The answer is that two different tests can and will disagree for some samples, although they are likely to agree most of the time. Statistical software sometimes displays the results of multiple statistical tests when you request a hypothesis test. For example, PROC UNIVARIATE in SAS outputs four different statistical tests for normality, including the Shapiro-Wilk and Kolmogorov-Smirnov tests. One or more tests might reject the hypothesis of normality whereas other tests fail to reject it.

A SAS customer asked a question that made me wonder how often the four normality tests agree, and what the samples look like when the tests do not agree.
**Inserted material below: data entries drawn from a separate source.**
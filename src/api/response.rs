use bigdecimal::BigDecimal;
use serde::{Deserialize, Serialize};
use serde_with::skip_serializing_none;

#[derive(Serialize, Deserialize, Debug, Clone)]
pub struct MessageResponse {
    pub message: String,
}

#[derive(Serialize, Deserialize, Debug, Clone)]
#[serde(rename_all = "camelCase")]
pub struct OrderCreatedResponse {
    pub message: String,
    pub order_id: i32,
    pub total: BigDecimal,
}

#[derive(Serialize, Deserialize, Debug, Clone, PartialEq)]
#[serde(rename_all = "camelCase")]
pub struct OrderResponse {
    pub order_id: i32,
    pub total: BigDecimal,
    pub status: String,
    pub created_at: String,
    pub items: Vec<OrderLineResponse>,
}

#[derive(Serialize, Deserialize, Debug, Clone, PartialEq)]
#[serde(rename_all = "camelCase")]
pub struct OrderLineResponse {
    pub product_id: i32,
    pub name: String,
    pub quantity: i32,
    pub unit_price: BigDecimal,
}

#[skip_serializing_none]
#[derive(Serialize, Deserialize, Debug, Clone)]
#[serde(rename_all = "camelCase")]
pub struct ProductResponse {
    pub product_id: i32,
    pub name: String,
    pub description: Option<String>,
    pub price: BigDecimal,
    pub stock: i32,
    pub image_url: Option<String>,
    pub created_at: String,
}

#[derive(Serialize, Deserialize, Debug, Clone)]
#[serde(rename_all = "camelCase")]
pub struct CreatedResponse {
    pub message: String,
    pub id: i32,
}

#[derive(Serialize, Deserialize, Debug, Clone)]
pub struct LoginResponse {
    pub message: String,
    pub token: String,
    pub user: UserResponse,
}

#[derive(Serialize, Deserialize, Debug, Clone)]
#[serde(rename_all = "camelCase")]
pub struct UserResponse {
    pub user_id: i32,
    pub name: String,
    pub email: String,
    pub role: String,
}
use crate::data::errors::StoreError;
use crate::data::models::user::{NewUser, User};
use async_trait::async_trait;

#[async_trait]
pub trait UserRepository: Send + Sync {
    /// Returns the id of the inserted user. A taken email is reported as
    /// [`StoreError::Duplicate`].
    async fn add_user(&self, item: NewUser) -> Result<i32, StoreError>;

    async fn get_user_by_email(&self, email: &str) -> Result<Option<User>, StoreError>;
}
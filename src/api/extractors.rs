use axum::extract::{FromRequest, FromRequestParts, Request};
use axum::extract::rejection::JsonRejection;
use axum::Json;
use crate::api::errors::APIErrors;
use crate::api::state::AppState;
use crate::data::repos::traits::store::Store;
use axum::http::request::Parts;
use axum::RequestPartsExt;
use axum_extra::headers::Authorization;
use axum_extra::headers::authorization::Bearer;
use axum_extra::TypedHeader;
use crate::security::jwt::AccessClaims;

impl<S: Store> FromRequestParts<AppState<S>> for AccessClaims {
    type Rejection = APIErrors;

    async fn from_request_parts(
        parts: &mut Parts,
        state: &AppState<S>,
    ) -> Result<Self, Self::Rejection> {
        let TypedHeader(Authorization(bearer)) = parts
            .extract::<TypedHeader<Authorization<Bearer>>>()
            .await
            .map_err(|_| {
                tracing::warn!("Missing or malformed authorization header");
                APIErrors::Unauthorized
            })?;

        let claims = state.jwt.decode_token::<AccessClaims>(bearer.token())?;

        Ok(claims)
    }
}

/// JSON body whose rejections (bad syntax, missing or mistyped fields, wrong
/// content type) are answered as `400` with a `{"message"}` body.
#[derive(Debug, Clone, Copy, Default)]
pub struct JsonBody<T>(pub T);

impl<T, S> FromRequest<S> for JsonBody<T>
where
    Json<T>: FromRequest<S, Rejection = JsonRejection>,
    S: Send + Sync,
{
    type Rejection = APIErrors;

    async fn from_request(req: Request, state: &S) -> Result<Self, Self::Rejection> {
        match Json::<T>::from_request(req, state).await {
            Ok(Json(value)) => Ok(JsonBody(value)),
            Err(rejection) => {
                tracing::debug!(error = %rejection, "Rejected request body");
                Err(APIErrors::BadRequest(rejection_message(&rejection)))
            }
        }
    }
}

fn rejection_message(rejection: &JsonRejection) -> String {
    match rejection {
        JsonRejection::JsonDataError(e) => format!("Invalid request body: {}", e.body_text()),
        JsonRejection::MissingJsonContentType(_) => {
            "Expected a JSON body with Content-Type: application/json".to_string()
        }
        _ => "The request body is not valid JSON".to_string(),
    }
}
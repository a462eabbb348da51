use axum::routing::{get, post};
use axum::Router;
use crate::api::controllers::order_controller;
use crate::api::state::AppState;
use crate::data::repos::traits::store::Store;

pub fn routes<S: Store>() -> Router<AppState<S>> {
    Router::new()
        .route("/", post(order_controller::create_order::<S>))
        .route("/mine", get(order_controller::get_my_orders::<S>))
}
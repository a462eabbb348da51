use std::collections::HashMap;
use crate::data::database::Database;
use crate::data::errors::StoreError;
use crate::data::models::order::{NewOrder, Order, OrderLine, OrderWithItems};
use crate::data::models::order_item::{NewOrderItem, OrderItem};
use crate::data::models::product::Product;
use crate::data::repos::traits::order_repository::{
    CatalogStore, OrderLedger, OrderRepository, StoreTransaction, TransactionFuture,
};
use async_trait::async_trait;
use diesel::prelude::*;
use diesel::result;
use diesel_async::scoped_futures::ScopedFutureExt;
use diesel_async::{AsyncConnection, AsyncMysqlConnection, RunQueryDsl};

/// A MySQL transaction borrowed from `AsyncConnection::transaction`.
pub struct MysqlTransaction<'c> {
    conn: &'c mut AsyncMysqlConnection,
}

#[async_trait]
impl<'c> CatalogStore for MysqlTransaction<'c> {
    async fn get_products_by_ids(&mut self, ids: &[i32]) -> Result<Vec<Product>, StoreError> {
        use crate::data::models::schema::products::dsl::{product_id, products};

        // Ascending id order keeps lock acquisition consistent across
        // concurrent placements touching the same products.
        let found = products
            .filter(product_id.eq_any(ids.to_vec()))
            .order(product_id.asc())
            .select(Product::as_select())
            .for_update()
            .load::<Product>(&mut *self.conn)
            .await?;

        Ok(found)
    }

    async fn decrement_stock(&mut self, id: i32, quantity: i32) -> Result<bool, StoreError> {
        use crate::data::models::schema::products::dsl::{product_id, products, stock};

        let affected = diesel::update(
            products
                .filter(product_id.eq(id))
                .filter(stock.ge(quantity)),
        )
        .set(stock.eq(stock - quantity))
        .execute(&mut *self.conn)
        .await?;

        Ok(affected == 1)
    }
}

#[async_trait]
impl<'c> OrderLedger for MysqlTransaction<'c> {
    async fn insert_order(&mut self, order: &NewOrder) -> Result<i32, StoreError> {
        use crate::data::models::schema::orders::dsl::orders;

        diesel::insert_into(orders)
            .values(order)
            .execute(&mut *self.conn)
            .await?;

        let new_id: i32 = diesel::select(diesel::dsl::sql::<diesel::sql_types::Integer>(
            "LAST_INSERT_ID()",
        ))
        .get_result(&mut *self.conn)
        .await?;

        Ok(new_id)
    }

    async fn insert_line_item(&mut self, item: &NewOrderItem) -> Result<(), StoreError> {
        use crate::data::models::schema::order_items::dsl::order_items;

        diesel::insert_into(order_items)
            .values(item)
            .execute(&mut *self.conn)
            .await?;

        Ok(())
    }
}

/// Carries either a database failure or the caller's own error out of the
/// diesel transaction closure. Both roll the transaction back.
enum Aborted<E> {
    Store(StoreError),
    Work(E),
}

impl<E> From<result::Error> for Aborted<E> {
    fn from(err: result::Error) -> Self {
        Aborted::Store(StoreError::from(err))
    }
}

#[async_trait]
impl OrderRepository for Database {
    async fn in_transaction<T, E, F>(&self, work: F) -> Result<T, E>
    where
        T: Send + 'static,
        E: From<StoreError> + Send + 'static,
        F: for<'t> FnOnce(&'t mut dyn StoreTransaction) -> TransactionFuture<'t, T, E>
            + Send
            + 'static,
    {
        let mut conn = self.get_connection().await?;
        let connection: &mut AsyncMysqlConnection = &mut conn;

        connection
            .transaction::<T, Aborted<E>, _>(move |connection| {
                async move {
                    let mut transaction = MysqlTransaction { conn: connection };
                    let tx: &mut dyn StoreTransaction = &mut transaction;
                    work(tx).await.map_err(Aborted::Work)
                }
                .scope_boxed()
            })
            .await
            .map_err(|aborted| match aborted {
                Aborted::Store(err) => E::from(err),
                Aborted::Work(err) => err,
            })
    }

    async fn get_orders_for_user(&self, user: i32) -> Result<Vec<OrderWithItems>, StoreError> {
        use crate::data::models::schema::orders::dsl::{created_at, order_id, orders, user_id};

        let mut conn = self.get_connection().await?;

        let orders_list = orders
            .filter(user_id.eq(user))
            .order((created_at.desc(), order_id.desc()))
            .select(Order::as_select())
            .load::<Order>(&mut conn)
            .await?;

        attach_items(&mut conn, orders_list).await
    }
}

/// Loads the line items of `orders_list` in one query, joined with the
/// product name, and groups them under their order.
async fn attach_items(
    conn: &mut AsyncMysqlConnection,
    orders_list: Vec<Order>,
) -> Result<Vec<OrderWithItems>, StoreError> {
    if orders_list.is_empty() {
        return Ok(Vec::new());
    }

    use crate::data::models::schema::order_items::dsl::{order_id, order_item_id, order_items};
    use crate::data::models::schema::products::dsl::{name, products};

    let ids: Vec<i32> = orders_list.iter().map(|o| o.order_id).collect();

    let items_data: Vec<(OrderItem, String)> = order_items
        .inner_join(products)
        .filter(order_id.eq_any(ids))
        .order(order_item_id.asc())
        .select((OrderItem::as_select(), name))
        .load::<(OrderItem, String)>(conn)
        .await?;

    let mut map: HashMap<i32, Vec<OrderLine>> = HashMap::new();

    for (item, product_name) in items_data {
        map.entry(item.order_id).or_default().push(OrderLine {
            product_id: item.product_id,
            product_name,
            quantity: item.quantity,
            unit_price: item.unit_price,
        });
    }

    let result = orders_list
        .into_iter()
        .map(|order| {
            let items = map.remove(&order.order_id).unwrap_or_default();
            OrderWithItems { order, items }
        })
        .collect();

    Ok(result)
}
use crate::api::request::{CreateProductRequest, UpdateProductRequest};
use crate::api::response::{OrderLineResponse, OrderResponse, ProductResponse, UserResponse};
use crate::data::models::order::{OrderLine, OrderWithItems};
use crate::data::models::product::{NewProduct, Product, UpdateProduct};
use crate::data::models::user::User;

const TIMESTAMP_FORMAT: &str = "%Y-%m-%dT%H:%M:%S";

impl From<CreateProductRequest> for NewProduct {
    fn from(req: CreateProductRequest) -> Self {
        NewProduct {
            name: req.name.trim().to_string(),
            description: req.description,
            price: req.price,
            stock: req.stock,
            image_url: req.image_url,
        }
    }
}

impl From<UpdateProductRequest> for UpdateProduct {
    fn from(req: UpdateProductRequest) -> Self {
        UpdateProduct {
            name: req.name.map(|n| n.trim().to_string()),
            description: req.description,
            price: req.price,
            stock: req.stock,
            image_url: req.image_url,
        }
    }
}

impl From<Product> for ProductResponse {
    fn from(product: Product) -> Self {
        ProductResponse {
            product_id: product.product_id,
            name: product.name,
            description: product.description,
            price: product.price,
            stock: product.stock,
            image_url: product.image_url,
            created_at: product.created_at.format(TIMESTAMP_FORMAT).to_string(),
        }
    }
}

impl From<OrderLine> for OrderLineResponse {
    fn from(line: OrderLine) -> Self {
        OrderLineResponse {
            product_id: line.product_id,
            name: line.product_name,
            quantity: line.quantity,
            unit_price: line.unit_price,
        }
    }
}

impl From<OrderWithItems> for OrderResponse {
    fn from(entry: OrderWithItems) -> Self {
        let OrderWithItems { order, items } = entry;

        OrderResponse {
            order_id: order.order_id,
            total: order.total,
            status: order.status,
            created_at: order.created_at.format(TIMESTAMP_FORMAT).to_string(),
            items: items.into_iter().map(OrderLineResponse::from).collect(),
        }
    }
}

impl From<User> for UserResponse {
    fn from(user: User) -> Self {
        UserResponse {
            user_id: user.user_id,
            role: user.get_role().as_str().to_string(),
            name: user.name,
            email: user.email,
        }
    }
}
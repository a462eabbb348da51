use crate::data::errors::StoreError;
use crate::data::models::product::{NewProduct, Product, ProductDeletion, UpdateProduct};
use async_trait::async_trait;

/// Catalog administration and reads outside of order placement.
#[async_trait]
pub trait ProductRepository: Send + Sync {
    async fn get_all_products(&self) -> Result<Vec<Product>, StoreError>;

    async fn get_product_by_id(&self, id: i32) -> Result<Option<Product>, StoreError>;

    /// Returns the id of the inserted product.
    async fn add_product(&self, item: NewProduct) -> Result<i32, StoreError>;

    /// Returns `false` when no product has the given id.
    async fn update_product(&self, id: i32, item: UpdateProduct) -> Result<bool, StoreError>;

    /// Deletes the product unless an order line references it.
    async fn delete_product(&self, id: i32) -> Result<ProductDeletion, StoreError>;
}
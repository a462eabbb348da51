use crate::data::models::schema::*;
use diesel::prelude::*;
use serde::{Deserialize, Serialize};

#[derive(Queryable, Selectable, Identifiable, PartialEq, Debug, Clone)]
#[diesel(table_name = users)]
#[diesel(primary_key(user_id))]
#[diesel(check_for_backend(diesel::mysql::Mysql))]
pub struct User {
    pub user_id: i32,
    pub name: String,
    pub email: String,
    pub password_hash: String,
    pub role: String,
    pub created_at: chrono::NaiveDateTime,
}

impl User {
    /// Unknown role strings fall back to the least privileged role.
    pub fn get_role(&self) -> UserRole {
        self.role.parse().unwrap_or(UserRole::Customer)
    }
}

#[derive(Insertable, PartialEq, Debug, Clone)]
#[diesel(table_name = users)]
pub struct NewUser {
    pub name: String,
    pub email: String,
    pub password_hash: String,
    pub role: String,
}

#[derive(Debug, Clone, Copy, PartialEq, Eq, Serialize, Deserialize)]
#[serde(rename_all = "lowercase")]
pub enum UserRole {
    Admin,
    Customer,
}

impl UserRole {
    pub fn as_str(&self) -> &'static str {
        match self {
            UserRole::Admin => "admin",
            UserRole::Customer => "customer",
        }
    }
}

impl std::str::FromStr for UserRole {
    type Err = ();

    fn from_str(s: &str) -> Result<Self, Self::Err> {
        match s.to_lowercase().as_str() {
            "admin" => Ok(UserRole::Admin),
            "customer" => Ok(UserRole::Customer),
            _ => Err(()),
        }
    }
}
use crate::data::errors::StoreError;
use crate::data::repos::traits::order_repository::OrderRepository;
use crate::data::repos::traits::product_repository::ProductRepository;
use crate::data::repos::traits::user_repository::UserRepository;
use async_trait::async_trait;

/// A complete storage backend that can be injected into the application.
#[async_trait]
pub trait Store:
    ProductRepository + UserRepository + OrderRepository + Clone + Send + Sync + 'static
{
    /// Round-trips to the backend.
    async fn ping(&self) -> Result<(), StoreError>;
}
This article presents a simulation study that generates random samples from the normal distribution and calls PROC UNIVARIATE to perform tests for normality on each sample. At the 95% confidence level, we expect each of these tests to reject the test of normality for 5% of the samples. But even though the tests all are designed to detect normal data, they do so in different ways. This means that the 5% of samples that are rejected by one test might be different from the 5% of samples that are rejected by another test.

Tests for Normality

PROC UNIVARIATE in SAS supports four different tests for normality of a univariate distribution. The Shapiro-Wilk statistic (W) is based on a computation that involves the variance and quantiles of the data. The other three tests are based on the empirical cumulative distribution function (ECDF). The ECDF-based tests include the Kolmogorov-Smirnov statistic (D), the Anderson-Darling statistic (A²), and the Cramer–von Mises statistic (W²). When the associate p-value of a statistic is less than α, the test rejects the null hypothesis ("the sample is from a normal distribution") at the α significance level. This article uses α=0.05.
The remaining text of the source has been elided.